On October 30, 2020, it was announced that the most advanced mu-opioid receptor agonist, oliceridine, has been classified as a Schedule II controlled substance by the U.S. Drug Enforcement Administration (DEA). Schedule II includes controlled substances with a high potential for abuse similar to other opioids including fentanyl, methadone, morphine, oxycodone, etc.
The DEA decision has caused some of our colleagues to revisit the preclinical evidence that supported the claims of better safety and tolerability profile of biased mu-opioid agonists. Whether this is by coincidence or not, several critical reviews have appeared recently and the most recent manuscript (still a preprint) challenges even the conclusions based on the original results by Bohn et al. in 2000. This preprint suggests that opioid-induced antinociceptive tolerance may develop even in the absence of β-arrestin-2 activation, and thus significantly affect the clinical utility of biased agonists.
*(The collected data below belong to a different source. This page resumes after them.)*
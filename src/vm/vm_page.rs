//! VM Page - Physical Frame Handles
//!
//! A [`PhysicalPage`] is a strong, reference-counted handle to one physical
//! frame. VM objects hold one handle per page slot; regions never hold their
//! own, they read through the object. Two frames are special and shared by
//! everyone:
//!
//! - the **shared zero frame**, backing pages that were never written
//! - the **lazy-commit sentinel**, backing pages reserved against the global
//!   commit budget but not yet allocated
//!
//! Frame contents live with the frame so that the hosted allocator can hand
//! out real bytes through its quickmap window. Sentinel frames have none.

use alloc::boxed::Box;
use alloc::sync::{Arc, Weak};
use core::fmt;
use spin::Mutex;

use crate::types::PhysicalAddress;

// ============================================================================
// Constants
// ============================================================================

/// Page size (4KB)
pub const PAGE_SIZE: usize = 4096;

/// Page shift (log2 of PAGE_SIZE)
pub const PAGE_SHIFT: usize = 12;

/// Contents of one frame
pub type PageBuffer = [u8; PAGE_SIZE];

// ============================================================================
// Frame kinds
// ============================================================================

/// What a frame handle stands for
#[derive(Debug, Clone, Copy, PartialEq, Eq)]
pub enum PageKind {
    /// A real, privately allocatable frame
    Normal,
    /// The globally shared all-zero frame
    SharedZero,
    /// The globally shared lazy-commit sentinel
    LazyCommitted,
}

/// Whether dropping the last handle gives the frame back to its allocator
#[derive(Debug, Clone, Copy, PartialEq, Eq)]
pub enum MayReturnToFreeList {
    Yes,
    No,
}

/// Receiver for frames whose last handle went away
pub trait FreeList: Send + Sync {
    fn return_frame(&self, paddr: PhysicalAddress);
}

// ============================================================================
// Physical frame
// ============================================================================

struct PhysicalFrame {
    paddr: PhysicalAddress,
    kind: PageKind,
    contents: Option<Mutex<Box<PageBuffer>>>,
    owner: Option<Weak<dyn FreeList>>,
}

impl Drop for PhysicalFrame {
    fn drop(&mut self) {
        if let Some(owner) = self.owner.take().and_then(|weak| weak.upgrade()) {
            owner.return_frame(self.paddr);
        }
    }
}

/// Strong handle to a physical frame
#[derive(Clone)]
pub struct PhysicalPage(Arc<PhysicalFrame>);

impl PhysicalPage {
    /// Create a frame for a fixed physical address
    ///
    /// Such frames are never returned to any free list.
    pub fn create(paddr: PhysicalAddress) -> Self {
        Self(Arc::new(PhysicalFrame {
            paddr,
            kind: PageKind::Normal,
            contents: Some(Mutex::new(Box::new([0; PAGE_SIZE]))),
            owner: None,
        }))
    }

    /// Create a frame that goes back to `owner` once the last handle drops
    pub fn create_owned(paddr: PhysicalAddress, owner: Weak<dyn FreeList>) -> Self {
        Self(Arc::new(PhysicalFrame {
            paddr,
            kind: PageKind::Normal,
            contents: Some(Mutex::new(Box::new([0; PAGE_SIZE]))),
            owner: Some(owner),
        }))
    }

    /// Create one of the shared sentinel frames
    pub fn create_sentinel(paddr: PhysicalAddress, kind: PageKind) -> Self {
        debug_assert_ne!(kind, PageKind::Normal);
        Self(Arc::new(PhysicalFrame {
            paddr,
            kind,
            contents: None,
            owner: None,
        }))
    }

    pub fn paddr(&self) -> PhysicalAddress {
        self.0.paddr
    }

    pub fn kind(&self) -> PageKind {
        self.0.kind
    }

    pub fn is_shared_zero_page(&self) -> bool {
        self.0.kind == PageKind::SharedZero
    }

    pub fn is_lazy_committed_page(&self) -> bool {
        self.0.kind == PageKind::LazyCommitted
    }

    /// Either of the two shared sentinels
    pub fn is_sentinel(&self) -> bool {
        self.0.kind != PageKind::Normal
    }

    pub fn may_return_to_free_list(&self) -> MayReturnToFreeList {
        if self.0.owner.is_some() {
            MayReturnToFreeList::Yes
        } else {
            MayReturnToFreeList::No
        }
    }

    /// Number of strong handles to this frame
    pub fn ref_count(&self) -> usize {
        Arc::strong_count(&self.0)
    }

    /// Whether both handles name the same frame
    pub fn ptr_eq(&self, other: &PhysicalPage) -> bool {
        Arc::ptr_eq(&self.0, &other.0)
    }

    pub(crate) fn contents(&self) -> Option<&Mutex<Box<PageBuffer>>> {
        self.0.contents.as_ref()
    }
}

impl fmt::Debug for PhysicalPage {
    fn fmt(&self, f: &mut fmt::Formatter<'_>) -> fmt::Result {
        f.debug_struct("PhysicalPage")
            .field("paddr", &self.0.paddr)
            .field("kind", &self.0.kind)
            .field("ref_count", &self.ref_count())
            .finish()
    }
}

impl fmt::Display for PhysicalPage {
    fn fmt(&self, f: &mut fmt::Formatter<'_>) -> fmt::Result {
        write!(f, "{}", self.0.paddr)
    }
}

// ============================================================================
// Page arithmetic
// ============================================================================

/// Number of pages needed to hold `size` bytes
pub const fn page_count_for(size: u64) -> usize {
    ((size + PAGE_SIZE as u64 - 1) / PAGE_SIZE as u64) as usize
}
It has been repeatedly discussed that both, positive and negative data are important and there may be many reasons why initial findings cannot be confirmed or are confirmed only partially. This recent discussion of biased opioid agonists only serves to illustrate that, no matter how exciting the science is behind a certain hypothesis or theory, robust evidence supporting both internal and external validity of the therapeutic efficacy claims are essential for scientific excitement to translate into clinical benefit.